More worrisome is that a large percentage of the country has now become indifferent. If outcomes are to change, so must behaviour. This must be true in policy and for farmer advocacy.

A myth being propagated to distract the attention of the farmers from the real issue is that paddy procurement at MSP will end. The fact is that under the Modi government, the numbers of farmers benefiting from the MSP has risen by 50 per cent and procurement increased to include more crops and regions. Having absurdly promised free grains to 800 crore people for five years, there is no way the PM could end the MSP procurement even if he wanted to. This is especially so after the ruling party won only 240 parliamentary seats at the hustings, changing the trajectory of politics in the country.

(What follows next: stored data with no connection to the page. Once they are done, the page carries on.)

mod common;

use common::{FailingModel, ScriptedModel};
use serde_json::{json, Value};
use sqlgate::api::ModelResponse;
use sqlgate::backend::QueryOutcome;
use sqlgate::models::{Message, Usage};
use sqlgate::recovery::{
    fallback_answer, resolve_final_answer, RecoveryKind, MAX_RAW_PREVIEW_CHARS,
    SUMMARY_INSTRUCTION,
};
use sqlgate::tools::ToolExecution;

fn execution(outcome: QueryOutcome) -> ToolExecution {
    ToolExecution {
        query: "SELECT * FROM reps".to_string(),
        outcome,
    }
}

#[test]
fn test_fallback_without_executions() {
    let answer = fallback_answer(&[]);
    assert_eq!(answer.kind, RecoveryKind::NoExecutions);
    assert!(answer.message.contains("wasn't able to process"));
}

#[test]
fn test_fallback_with_empty_rows() {
    let answer = fallback_answer(&[execution(QueryOutcome::Rows(json!([])))]);
    assert_eq!(answer.kind, RecoveryKind::NoResults);
    assert!(answer.message.contains("found no results"));
    assert!(answer.message.contains("check the spelling"));
}

#[test]
fn test_fallback_with_rows_counts_and_previews() {
    let rows: Vec<Value> = (0..100)
        .map(|i| json!({"id": i, "name": format!("Rep number {}", i)}))
        .collect();
    let answer = fallback_answer(&[execution(QueryOutcome::Rows(Value::Array(rows)))]);

    assert_eq!(answer.kind, RecoveryKind::RawResults);
    assert!(answer.message.contains("100 results"));
    let (_, preview) = answer.message.split_once('\n').unwrap();
    assert_eq!(preview.chars().count(), MAX_RAW_PREVIEW_CHARS);
    assert!(preview.starts_with(r#"[{"id":0"#));
}

#[test]
fn test_fallback_single_row_is_singular() {
    let answer = fallback_answer(&[execution(QueryOutcome::Rows(json!([{"id": 1}])))]);
    assert!(answer.message.contains("1 result,"));
    assert!(answer.message.ends_with(r#"[{"id":1}]"#));
}

#[test]
fn test_fallback_uses_last_execution() {
    let answer = fallback_answer(&[
        execution(QueryOutcome::Rows(json!([{"id": 1}]))),
        execution(QueryOutcome::Rows(json!([]))),
    ]);
    assert_eq!(answer.kind, RecoveryKind::NoResults);
}

#[test]
fn test_fallback_with_failed_or_non_list_result() {
    for outcome in [
        QueryOutcome::Failed("syntax error".to_string()),
        QueryOutcome::Rows(json!({"count": 3})),
        QueryOutcome::Rows(Value::Null),
    ] {
        let answer = fallback_answer(&[execution(outcome)]);
        assert_eq!(answer.kind, RecoveryKind::EmptyResponse);
        assert!(answer.message.contains("response was empty"));
    }
}

#[tokio::test]
async fn test_model_answer_is_kept_without_extra_call() {
    let model = ScriptedModel::new(vec![]);
    let mut messages = vec![Message::user("hi")];
    let mut usage = Usage::default();

    let answer = resolve_final_answer(
        &model,
        &mut messages,
        Some("Here you go.".to_string()),
        &[execution(QueryOutcome::Rows(json!([])))],
        &mut usage,
        false,
    )
    .await
    .unwrap();

    assert_eq!(answer.kind, RecoveryKind::ModelAnswer);
    assert_eq!(answer.message, "Here you go.");
    assert_eq!(model.call_count(), 0);
    assert_eq!(messages.len(), 1);
}

#[tokio::test]
async fn test_summary_call_appends_instruction_and_answer() {
    let mut summary = ModelResponse::text("Three reps matched.");
    summary.usage = Some(Usage {
        prompt_tokens: 40,
        completion_tokens: 6,
        total_tokens: 46,
    });
    let model = ScriptedModel::new(vec![summary]);
    let mut messages = vec![Message::user("How many reps?")];
    let mut usage = Usage::default();

    let answer = resolve_final_answer(
        &model,
        &mut messages,
        None,
        &[execution(QueryOutcome::Rows(json!([{}, {}, {}])))],
        &mut usage,
        false,
    )
    .await
    .unwrap();

    assert_eq!(answer.kind, RecoveryKind::Summarized);
    assert_eq!(answer.message, "Three reps matched.");
    assert_eq!(usage.total_tokens, 46);
    assert_eq!(messages[1].content_str(), SUMMARY_INSTRUCTION);
    assert_eq!(messages[2].content_str(), "Three reps matched.");
}

#[tokio::test]
async fn test_blank_summary_falls_through_to_raw_results() {
    let model = ScriptedModel::new(vec![ModelResponse::text("  \n")]);
    let mut messages = vec![Message::user("Who is rep 7?")];
    let mut usage = Usage::default();

    let answer = resolve_final_answer(
        &model,
        &mut messages,
        Some("".to_string()),
        &[execution(QueryOutcome::Rows(json!([{"id": 7}])))],
        &mut usage,
        false,
    )
    .await
    .unwrap();

    assert_eq!(model.call_count(), 1);
    assert_eq!(answer.kind, RecoveryKind::RawResults);
    assert!(answer.message.contains(r#"{"id":7}"#));
}

#[tokio::test]
async fn test_summary_call_failure_propagates() {
    let model = FailingModel::immediately();
    let mut messages = vec![Message::user("?")];
    let mut usage = Usage::default();

    let result = resolve_final_answer(
        &model,
        &mut messages,
        None,
        &[execution(QueryOutcome::Rows(json!([])))],
        &mut usage,
        false,
    )
    .await;

    assert!(result.is_err());
}
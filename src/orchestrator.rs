use crate::api::ChatModel;
use crate::backend::SqlBackend;
use crate::error::Result;
use crate::guardrail::SqlGuardrail;
use crate::models::{Message, Usage};
use crate::recovery::{resolve_final_answer, RecoveryKind};
use crate::tools::{ToolDispatcher, ToolExecution};
use colored::*;
use std::sync::Arc;

pub const DEFAULT_MAX_ITERATIONS: usize = 5;

/// Drives one request: model call, at most one tool dispatch per turn, repeat,
/// then recovery. Holds no per-request state, so one instance can serve many
/// requests concurrently.
pub struct Orchestrator {
    model: Arc<dyn ChatModel>,
    backend: Arc<dyn SqlBackend>,
    guardrail: Arc<SqlGuardrail>,
    max_iterations: usize,
    verbose: bool,
}

pub struct ConversationOutcome {
    pub message: String,
    pub recovery: RecoveryKind,
    /// Number of tool dispatches performed.
    pub iterations: usize,
    pub executions: Vec<ToolExecution>,
    pub usage: Usage,
    /// Full in-flight history, tool traffic included.
    pub transcript: Vec<Message>,
}

impl Orchestrator {
    pub fn new(
        model: Arc<dyn ChatModel>,
        backend: Arc<dyn SqlBackend>,
        guardrail: Arc<SqlGuardrail>,
    ) -> Self {
        Self {
            model,
            backend,
            guardrail,
            max_iterations: DEFAULT_MAX_ITERATIONS,
            verbose: false,
        }
    }

    pub fn with_max_iterations(mut self, max: usize) -> Self {
        self.max_iterations = max.max(1);
        self
    }

    pub fn with_verbose(mut self, verbose: bool) -> Self {
        self.verbose = verbose;
        self
    }

    pub fn guardrail(&self) -> &SqlGuardrail {
        &self.guardrail
    }

    pub async fn run(&self, mut messages: Vec<Message>) -> Result<ConversationOutcome> {
        let mut dispatcher =
            ToolDispatcher::new(self.guardrail.clone(), self.backend.clone(), self.verbose);
        let mut usage = Usage::default();
        let mut iterations = 0;

        let final_content = loop {
            let response = self.model.complete(&messages).await?;
            if let Some(u) = &response.usage {
                usage.add(u);
            }

            // Extra calls in the same turn are dropped; the model sees only the
            // first call and its result and can ask again next turn.
            let Some(call) = response.tool_calls.first().cloned() else {
                break response.content;
            };

            if response.tool_calls.len() > 1 && self.verbose {
                eprintln!(
                    "{}",
                    format!(
                        "[loop] Model requested {} tool calls, dispatching only '{}'",
                        response.tool_calls.len(),
                        call.id
                    )
                    .yellow()
                );
            }

            if self.verbose {
                eprintln!(
                    "{}",
                    format!(
                        "[loop] Iteration {}/{}: calling tool '{}'",
                        iterations + 1,
                        self.max_iterations,
                        call.function.name
                    )
                    .dimmed()
                );
            }

            let result = dispatcher
                .dispatch(&call.function.name, &call.function.arguments)
                .await?;

            let call_id = call.id.clone();
            messages.push(Message::assistant_tool_call(response.content.clone(), call));
            messages.push(Message::tool_result(call_id, result.to_message_content()));
            iterations += 1;

            if iterations >= self.max_iterations {
                if self.verbose {
                    eprintln!(
                        "{}",
                        format!("[loop] Reached iteration cap ({})", self.max_iterations).yellow()
                    );
                }
                break response.content;
            }
        };

        let executions = dispatcher.into_executions();
        let answer = resolve_final_answer(
            self.model.as_ref(),
            &mut messages,
            final_content,
            &executions,
            &mut usage,
            self.verbose,
        )
        .await?;

        Ok(ConversationOutcome {
            message: answer.message,
            recovery: answer.kind,
            iterations,
            executions,
            usage,
            transcript: messages,
        })
    }
}

/// Initial window: system prompt, then prior turns oldest first, then the new message.
pub fn seed_history(system_prompt: &str, prior: Vec<Message>, user_message: &str) -> Vec<Message> {
    let mut messages = Vec::with_capacity(prior.len() + 2);
    messages.push(Message::system(system_prompt));
    messages.extend(prior.into_iter().filter(|m| m.is_conversational()));
    messages.push(Message::user(user_message));
    messages
}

As in the ripening of grain, time is a factor, and this crisis, too, has been a long time in the making. The Akali Dal and the Indian National Congress, having ruled Punjab for decades, are equally answerable for the chaotic times. The Aam Aadmi Party has only perpetuated the blasphemous state of affairs.

Its Delhi durbar controlling the strings and the administration in the state has made the Chief Minister pick the wrong battles. But after being at the helm for over two years, the CM should have known which bridges to cross and which to burn.